• Activity: Across the records below, how many lines include the word "Some"? State only the number.
(The records Opens)
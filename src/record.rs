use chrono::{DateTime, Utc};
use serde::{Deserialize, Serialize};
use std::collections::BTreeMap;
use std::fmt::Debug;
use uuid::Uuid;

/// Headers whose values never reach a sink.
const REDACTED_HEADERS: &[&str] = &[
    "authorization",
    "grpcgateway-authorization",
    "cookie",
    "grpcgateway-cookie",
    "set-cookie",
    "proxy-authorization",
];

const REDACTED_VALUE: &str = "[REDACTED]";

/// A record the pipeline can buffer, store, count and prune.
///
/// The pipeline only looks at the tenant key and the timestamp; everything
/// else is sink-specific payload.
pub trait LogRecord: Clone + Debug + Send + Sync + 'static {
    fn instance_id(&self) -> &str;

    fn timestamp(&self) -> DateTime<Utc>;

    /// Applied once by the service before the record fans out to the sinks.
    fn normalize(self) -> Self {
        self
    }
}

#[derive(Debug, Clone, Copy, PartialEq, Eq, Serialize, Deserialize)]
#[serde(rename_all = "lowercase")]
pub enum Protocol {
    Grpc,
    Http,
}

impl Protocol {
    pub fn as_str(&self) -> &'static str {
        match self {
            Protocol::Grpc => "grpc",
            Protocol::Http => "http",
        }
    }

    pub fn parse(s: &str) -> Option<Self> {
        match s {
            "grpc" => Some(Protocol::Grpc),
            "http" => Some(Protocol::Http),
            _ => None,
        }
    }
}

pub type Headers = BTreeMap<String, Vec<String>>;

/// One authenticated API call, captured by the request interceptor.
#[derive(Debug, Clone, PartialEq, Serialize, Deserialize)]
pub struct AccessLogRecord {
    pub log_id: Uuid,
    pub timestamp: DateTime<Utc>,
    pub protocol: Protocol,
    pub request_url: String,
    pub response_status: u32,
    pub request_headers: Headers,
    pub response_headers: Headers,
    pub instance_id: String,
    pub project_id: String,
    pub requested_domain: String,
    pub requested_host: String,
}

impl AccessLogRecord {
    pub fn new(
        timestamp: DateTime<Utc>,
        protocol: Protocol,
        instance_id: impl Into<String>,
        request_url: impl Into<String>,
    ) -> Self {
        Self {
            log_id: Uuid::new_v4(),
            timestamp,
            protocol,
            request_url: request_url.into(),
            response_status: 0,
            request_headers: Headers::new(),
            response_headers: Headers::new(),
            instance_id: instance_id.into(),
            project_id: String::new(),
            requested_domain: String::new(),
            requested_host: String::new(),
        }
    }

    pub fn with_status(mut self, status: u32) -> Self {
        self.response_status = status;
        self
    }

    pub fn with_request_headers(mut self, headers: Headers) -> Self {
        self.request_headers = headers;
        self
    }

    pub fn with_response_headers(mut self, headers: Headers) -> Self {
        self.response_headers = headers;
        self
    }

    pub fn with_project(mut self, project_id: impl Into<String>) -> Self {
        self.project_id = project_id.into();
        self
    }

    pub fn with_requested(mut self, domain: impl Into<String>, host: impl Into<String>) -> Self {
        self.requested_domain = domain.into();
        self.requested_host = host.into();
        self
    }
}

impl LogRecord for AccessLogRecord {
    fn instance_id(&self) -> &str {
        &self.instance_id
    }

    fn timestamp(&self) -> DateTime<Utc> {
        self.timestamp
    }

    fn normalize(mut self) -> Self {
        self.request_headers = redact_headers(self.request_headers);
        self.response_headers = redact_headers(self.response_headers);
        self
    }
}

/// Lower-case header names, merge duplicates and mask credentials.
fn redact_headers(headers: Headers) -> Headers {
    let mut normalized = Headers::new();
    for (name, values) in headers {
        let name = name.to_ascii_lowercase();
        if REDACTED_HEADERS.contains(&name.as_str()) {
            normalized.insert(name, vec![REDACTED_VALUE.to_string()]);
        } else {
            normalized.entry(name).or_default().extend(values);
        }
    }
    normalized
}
(The records Closes)
• Exercise response: 2